Some mornings Ma would leap out of bed, throwing the quilt away, uncaring if she stepped on my feet in her hurry, or on my father’s. She rushed to the bathroom and locked the door behind her. I would sometimes notice the brown stain, oval and well-shaped, like a bird’s egg upon the sheet. Some mornings I would also notice the stain on Ma’s petticoat before she ran out in her hurry. I was not much older than 7 or 8. Ma’s saree seemed always to have come undone these mornings, or perhaps she ripped it off, too fast for me to remember their patterns now. I saw only the light brown petticoat and the darker brown shape of an egg upon it. The spot fascinated me, so perfectly shaped, like a disproportioned moon. But Ma’s rush to get into the bathroom left me disturbed and curious. And when Ma returned from the bathroom she asked, “Was there any blood in your potty? Your soo soo? Let me know if there ever is, okay?”

I became still and just stared at her, confused. She repeated herself. All I heard was some mumbling and nothing else. I shook my head, barely breathing. Was I about to die? Was there a death-disease in my belly waiting to extract from it chunks of blood? For hours after the question, I held my motions. I did not want to go, did not want to look into the commode, and did not want to find the tint of blood upon its ceramic. Had the death-disease already crawled in? Had Ma locked herself in the bathroom so she could cry?

There was never any talk of the birds and bees in our house, meaning that there was very little to speculate from. Ma, a non-believer in any faith, never quarantined herself or other women during their period. She continued to cook and clean, to pray and eat, to sit with friends and neighbours. She even went to the temples. She really did not care, and had it not been for those occasions when she had to make a dash, I would have thought, even now, that my mother never suffered the awful days of menstruation.

However, because she never made a big deal about her period, she also never told me anything about it. I was very young, and by the time I was nine I was already away, getting an education in India. She had missed the window of opportunity to have ‘the conversation’.

In India, I lived in a hostel. There were around forty girls between the ages of eight and 18 living there. At least 50 percent of those girls had hit puberty and were in the cycle, and yet, even there, menstruation was a subject not openly talked about. The older girls thought it their duty to protect and shield the younger girls from puberty. When asked about the sanitary napkins, the older girls made ridiculous and desperate excuses: calling the pads everything from little mattresses for dolls to stationary items required for their senior curriculum. “You will know when you grown up,” they would say, but they would never provide a satisfactory explanation. With 40 girls around me, I still grew up only partially aware about my own body, my sexuality, my future as a woman and a mother, my blessings and my curses.
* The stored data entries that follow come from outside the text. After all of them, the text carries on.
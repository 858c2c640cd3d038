//! Static identity directory.
//!
//! In-process client and employee name tables. Lookup order (client
//! first, employee as fallback) is the caller's concern.

use std::collections::HashMap;
use std::sync::RwLock;

use async_trait::async_trait;

use crate::application::ports::{IdentityError, IdentityPort, PartyName};
use crate::domain::shared::UserId;

/// Static implementation of `IdentityPort`.
///
/// Suitable for testing and development. Not for production use.
#[derive(Debug, Default)]
pub struct StaticIdentityDirectory {
    clients: RwLock<HashMap<String, PartyName>>,
    employees: RwLock<HashMap<String, PartyName>>,
}

impl StaticIdentityDirectory {
    /// Create an empty directory.
    #[must_use]
    pub fn new() -> Self {
        Self::default()
    }

    /// Add a client record.
    pub fn add_client(&self, user_id: &UserId, first_name: &str, last_name: &str) {
        self.clients.write().unwrap().insert(
            user_id.as_str().to_string(),
            PartyName {
                first_name: first_name.to_string(),
                last_name: last_name.to_string(),
            },
        );
    }

    /// Add an employee record.
    pub fn add_employee(&self, user_id: &UserId, first_name: &str, last_name: &str) {
        self.employees.write().unwrap().insert(
            user_id.as_str().to_string(),
            PartyName {
                first_name: first_name.to_string(),
                last_name: last_name.to_string(),
            },
        );
    }
}

#[async_trait]
impl IdentityPort for StaticIdentityDirectory {
    async fn client_by_id(&self, user_id: &UserId) -> Result<PartyName, IdentityError> {
        self.clients
            .read()
            .unwrap()
            .get(user_id.as_str())
            .cloned()
            .ok_or_else(|| IdentityError::NotFound {
                user_id: user_id.to_string(),
            })
    }

    async fn employee_by_id(&self, user_id: &UserId) -> Result<PartyName, IdentityError> {
        self.employees
            .read()
            .unwrap()
            .get(user_id.as_str())
            .cloned()
            .ok_or_else(|| IdentityError::NotFound {
                user_id: user_id.to_string(),
            })
    }
}

#[cfg(test)]
mod tests {
    use super::*;

    #[tokio::test]
    async fn client_lookup() {
        let directory = StaticIdentityDirectory::new();
        directory.add_client(&UserId::new("user-1"), "Ada", "Lovelace");

        let name = directory.client_by_id(&UserId::new("user-1")).await.unwrap();
        assert_eq!(name.display(), "Ada Lovelace");
    }

    #[tokio::test]
    async fn employee_is_separate_from_client() {
        let directory = StaticIdentityDirectory::new();
        directory.add_employee(&UserId::new("emp-1"), "Grace", "Hopper");

        assert!(directory.client_by_id(&UserId::new("emp-1")).await.is_err());
        let name = directory
            .employee_by_id(&UserId::new("emp-1"))
            .await
            .unwrap();
        assert_eq!(name.display(), "Grace Hopper");
    }

    #[tokio::test]
    async fn unknown_user_is_not_found() {
        let directory = StaticIdentityDirectory::new();
        let result = directory.client_by_id(&UserId::new("ghost")).await;
        assert!(matches!(result, Err(IdentityError::NotFound { .. })));
    }
}
//! Portfolio repository trait.

use async_trait::async_trait;

use super::entry::PortfolioEntry;
use super::errors::PortfolioError;
use crate::domain::shared::{EntryId, Symbol, UserId};

/// Repository for `PortfolioEntry` aggregates.
#[async_trait]
pub trait PortfolioRepository: Send + Sync {
    /// Persist an entry (insert or update).
    async fn save(&self, entry: &PortfolioEntry) -> Result<(), PortfolioError>;

    /// Find an entry by ID.
    async fn find_by_id(&self, id: &EntryId) -> Result<Option<PortfolioEntry>, PortfolioError>;

    /// Find a user's entry for one security.
    ///
    /// At most one entry exists per (user, symbol) pair.
    async fn find_by_user_and_symbol(
        &self,
        user_id: &UserId,
        symbol: &Symbol,
    ) -> Result<Option<PortfolioEntry>, PortfolioError>;
}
When in Grade 7, at the age of thirteen, I finally saw blood. But did I fully comprehend? I cannot say for sure. Vandana, a classmate, had started her period earlier and her older sister had taught her all that she needed to know in a manner so hush-hush that Vandana, already a shy person, told us nothing. And we too were afraid to ask what exactly it was she was not telling us. When I finally did get my period I was alone and unsure. We were in Shimla, in the midst of a school excursion, supposed to be having fun, and here I was in a bathroom, close to tears, without a clue about what I was supposed to do. I asked Vandana for a sanitary napkin and when she gave one to me she burst into tears. “It hurts,” she wept, unable to stop her sobbing. I cringed. I wanted to throw the pad down, to run away, become a child again—to remove every drop of blood from my veins so there would be none on my underwear. I stepped away from her, perplexed by her tears, unsure of what it was that hurt.
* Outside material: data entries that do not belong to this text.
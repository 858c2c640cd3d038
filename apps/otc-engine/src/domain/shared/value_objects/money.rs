//! Money value object for currency amounts.

use rust_decimal::Decimal;
use serde::{Deserialize, Serialize};
use std::cmp::Ordering;
use std::fmt;
use std::ops::{Add, Div, Mul, Sub};

use crate::domain::shared::DomainError;

/// A monetary amount in the platform's settlement currency.
///
/// Represented as a Decimal for precise financial calculations.
#[derive(Debug, Clone, Copy, PartialEq, Eq, Hash, Serialize, Deserialize)]
#[serde(transparent)]
pub struct Money(Decimal);

impl Money {
    /// Create a new Money value from a Decimal.
    #[must_use]
    pub const fn new(amount: Decimal) -> Self {
        Self(amount)
    }

    /// Create a Money value from whole currency units.
    #[must_use]
    pub fn from_units(units: i64) -> Self {
        Self(Decimal::from(units))
    }

    /// Create a Money value from cents (integer).
    #[must_use]
    pub fn from_cents(cents: i64) -> Self {
        Self(Decimal::new(cents, 2))
    }

    /// Zero amount.
    pub const ZERO: Self = Self(Decimal::ZERO);

    /// Get the inner Decimal value.
    #[must_use]
    pub const fn amount(&self) -> Decimal {
        self.0
    }

    /// Returns true if this amount is positive.
    #[must_use]
    pub fn is_positive(&self) -> bool {
        self.0 > Decimal::ZERO
    }

    /// Returns true if this amount is negative.
    #[must_use]
    pub fn is_negative(&self) -> bool {
        self.0 < Decimal::ZERO
    }

    /// Returns true if this amount is zero.
    #[must_use]
    pub fn is_zero(&self) -> bool {
        self.0 == Decimal::ZERO
    }

    /// Round to 2 decimal places.
    #[must_use]
    pub fn round(&self) -> Self {
        Self(self.0.round_dp(2))
    }

    /// Check the amount is usable for a payment dispatch.
    ///
    /// # Errors
    ///
    /// Returns error if the amount is zero or negative.
    pub fn validate_for_payment(&self) -> Result<(), DomainError> {
        if !self.is_positive() {
            return Err(DomainError::InvalidValue {
                field: "money".to_string(),
                message: "Payment amount must be positive".to_string(),
            });
        }
        Ok(())
    }
}

impl Default for Money {
    fn default() -> Self {
        Self::ZERO
    }
}

impl fmt::Display for Money {
    fn fmt(&self, f: &mut fmt::Formatter<'_>) -> fmt::Result {
        write!(f, "{:.2}", self.0)
    }
}

impl PartialOrd for Money {
    fn partial_cmp(&self, other: &Self) -> Option<Ordering> {
        Some(self.cmp(other))
    }
}

impl Ord for Money {
    fn cmp(&self, other: &Self) -> Ordering {
        self.0.cmp(&other.0)
    }
}

impl Add for Money {
    type Output = Self;

    fn add(self, rhs: Self) -> Self::Output {
        Self(self.0 + rhs.0)
    }
}

impl Sub for Money {
    type Output = Self;

    fn sub(self, rhs: Self) -> Self::Output {
        Self(self.0 - rhs.0)
    }
}

impl Mul<Decimal> for Money {
    type Output = Self;

    fn mul(self, rhs: Decimal) -> Self::Output {
        Self(self.0 * rhs)
    }
}

impl Mul<u64> for Money {
    type Output = Self;

    fn mul(self, rhs: u64) -> Self::Output {
        Self(self.0 * Decimal::from(rhs))
    }
}

impl Div<Decimal> for Money {
    type Output = Self;

    fn div(self, rhs: Decimal) -> Self::Output {
        Self(self.0 / rhs)
    }
}

impl From<Decimal> for Money {
    fn from(value: Decimal) -> Self {
        Self(value)
    }
}

impl From<Money> for Decimal {
    fn from(value: Money) -> Self {
        value.0
    }
}

#[cfg(test)]
mod tests {
    use super::*;
    use rust_decimal_macros::dec;

    #[test]
    fn money_new_and_display() {
        let m = Money::new(dec!(150.50));
        assert_eq!(format!("{m}"), "150.50");
    }

    #[test]
    fn money_from_units() {
        let m = Money::from_units(100);
        assert_eq!(m.amount(), Decimal::from(100));
    }

    #[test]
    fn money_from_cents() {
        let m = Money::from_cents(15050);
        assert_eq!(m.amount(), Decimal::new(15050, 2));
    }

    #[test]
    fn money_zero() {
        assert!(Money::ZERO.is_zero());
        assert!(!Money::ZERO.is_positive());
        assert!(!Money::ZERO.is_negative());
    }

    #[test]
    fn money_arithmetic() {
        let a = Money::from_units(100);
        let b = Money::from_units(50);

        assert_eq!((a + b).amount(), Decimal::from(150));
        assert_eq!((a - b).amount(), Decimal::from(50));
    }

    #[test]
    fn money_multiply_by_shares() {
        let strike = Money::from_units(100);
        assert_eq!((strike * 2u64).amount(), Decimal::from(200));
    }

    #[test]
    fn money_weighted_average() {
        // (10 * 4 + 20 * 6) / 10 = 16
        let total = Money::from_units(10) * 4u64 + Money::from_units(20) * 6u64;
        let avg = total / Decimal::from(10);
        assert_eq!(avg.amount(), Decimal::from(16));
    }

    #[test]
    fn money_ordering() {
        let a = Money::from_units(100);
        let b = Money::from_units(50);

        assert!(a > b);
        assert!(b < a);
        assert_eq!(a, Money::from_units(100));
    }

    #[test]
    fn money_round() {
        let m = Money::new(dec!(150.555));
        assert_eq!(m.round().amount(), dec!(150.56));
    }

    #[test]
    fn money_validate_for_payment_rejects_zero() {
        assert!(Money::ZERO.validate_for_payment().is_err());
    }

    #[test]
    fn money_validate_for_payment_rejects_negative() {
        let m = Money::from_units(-5);
        assert!(m.validate_for_payment().is_err());
    }

    #[test]
    fn money_validate_for_payment_accepts_positive() {
        assert!(Money::from_units(5).validate_for_payment().is_ok());
    }

    #[test]
    fn money_serde_roundtrip() {
        let m = Money::from_cents(15050);
        let json = serde_json::to_string(&m).unwrap();
        let parsed: Money = serde_json::from_str(&json).unwrap();
        assert_eq!(parsed, m);
    }

    #[test]
    fn money_default_is_zero() {
        assert!(Money::default().is_zero());
    }
}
The irony is this: I was not a naïve girl. I had by thirteen fallen in and out of infatuation with several boys, had experienced eve-teasing and street-side harassment and had some boys scribble poems referencing my non-existent breasts on the school bathroom walls. I had been teased and called Smriti Jessia—suggesting I was a wannabe model because, in a moment of inspiration, I had let a slim strand of hair slip off my ponytail and dangle over my face. I had watched movies with semi-explicit sexual scenes; “close your eyes,” our seniors would say and I would, although only for the first few seconds. I knew all the common ‘bad’, words, but I did not know how to use a sanitary napkin, did not know what it really meant to have your period, did not know that for years, I would live in dread of certain weeks and days. I did not know that for five days every month I would lose my appetite for food, fun, and life. For five days I would want nothing more than to curl into a tight ball and weep, pray for the cramps to stop, and wonder why evolution had not taken care of this menace.
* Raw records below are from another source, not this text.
//! Per-entity mutual exclusion.
//!
//! Payment callbacks arrive concurrently with user requests, so every
//! read-modify-write of an offer, option, or portfolio entry runs under
//! a lock keyed by entity ID. Exactly one of a callback and a user
//! action wins a status transition.

use std::collections::HashMap;
use std::sync::Arc;

use tokio::sync::{Mutex, OwnedMutexGuard};

/// Registry of keyed async locks.
///
/// Locks are created on first use and kept for the life of the process;
/// the entity population is bounded by retained aggregates.
#[derive(Debug, Default)]
pub struct EntityLocks {
    registry: Mutex<HashMap<String, Arc<Mutex<()>>>>,
}

impl EntityLocks {
    /// Create an empty registry.
    #[must_use]
    pub fn new() -> Self {
        Self::default()
    }

    /// Acquire the lock for `key`, waiting if it is held.
    ///
    /// The guard releases on drop. Callers acquiring multiple keys must
    /// do so in a fixed order (offer, option, portfolio; two portfolio
    /// keys through [`Self::acquire_pair`]) to avoid deadlock.
    pub async fn acquire(&self, key: impl Into<String>) -> OwnedMutexGuard<()> {
        let lock = {
            let mut registry = self.registry.lock().await;
            Arc::clone(
                registry
                    .entry(key.into())
                    .or_insert_with(|| Arc::new(Mutex::new(()))),
            )
        };
        lock.lock_owned().await
    }

    /// Acquire two distinct keys in lexicographic order, regardless of
    /// argument order.
    ///
    /// Every holder of the same pair then agrees on acquisition order
    /// no matter which role each key plays, so two concurrent holders
    /// cannot deadlock. The keys must differ; the same key twice would
    /// self-deadlock.
    ///
    /// Guards are returned in argument order and release on drop.
    pub async fn acquire_pair(
        &self,
        a: impl Into<String>,
        b: impl Into<String>,
    ) -> (OwnedMutexGuard<()>, OwnedMutexGuard<()>) {
        let (a, b) = (a.into(), b.into());
        if a <= b {
            let guard_a = self.acquire(a).await;
            let guard_b = self.acquire(b).await;
            (guard_a, guard_b)
        } else {
            let guard_b = self.acquire(b).await;
            let guard_a = self.acquire(a).await;
            (guard_a, guard_b)
        }
    }
}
Everything that transitions a girl to a woman is taboo in our society. Everything is rendered dirty through silence and mystery. Nothing is seen as biological; nothing is looked at through medical eyes unless something goes wrong. I wonder how it would be if girls could live in an open world of comfort and camaraderie, how much more we would understand about our bodies, ourselves, our parents and peers, if only we were better informed.

Two Incidents of Many

By the time we were in college most of my girlfriends had slapped, kicked, or punched a man. Two of these girlfriends, P and A, were girls I idolised for their intelligence and fearlessness, and for their kind, open hearts. I hadn’t yet slapped anyone.

When P slapped a boy we were in a cinema hall. Hero No. 1 was playing on the screen and we needed to visit the restroom. The hall was dark and when we made it to the aisle we had to be careful, take gingerly steps to keep from stumbling. And that’s when a hand came up and grabbed P’s breasts, and I felt fingers upon my back. I had by then taught myself not to react, to shrug off such incidents, so I continued walking but P turned around and slapped the person. We quickened our pace after that, almost running in the dark. My heart started racing immediately.

Out in the bright corridor we saw that that our harasser had followed us. He was a young boy, not yet twenty, and he was livid with anger. I saw too that P was in tears. Around us were other boys, other men. I felt I was in a circus, ready to perform some hilarious buffoonery.

“Kallai thappad hanya?” the boy asked.

“Kallai chho ko?” said P.

“Kina? Tero chhuna hunna?” said the boy, smirking.

P’s hands were trembling. My heart was burning a hole in me. I imagined this boy following us home, hiding behind trees

and shops while P and I walked mindlessly upon the streets. I imagined acid thrown at our faces, a knife slicing my body. I imagined rape and mutilation. I imagined death. I re-read every newspaper article about murdered girls.

But nothing happened, not to us at least. A group of eager-to-impress youngsters sauntered slowly towards us, blowing and snapping gum in their mouths. “Ke bhayo?” they wanted to know. We pointed to the boy, and just like that a mini war began. The youngsters swaggered to towards the boy. “Ke yaar?” they said, grinning. They roughed him a little, slapped him, pushed his shoulders, hit him lightly. P and I slunk off, afraid of remaining on the scene. Out on the road we ran. We looked behind to make sure no one was following. We kept running, waving for tempos to stop. We hopped into the first tempo that stopped, not caring where it was headed.



two

I had promised Papa I would be home before four but I was running late. My only option was to cross over to one of the pharmaceutical shops by Teaching Hospital and call him up.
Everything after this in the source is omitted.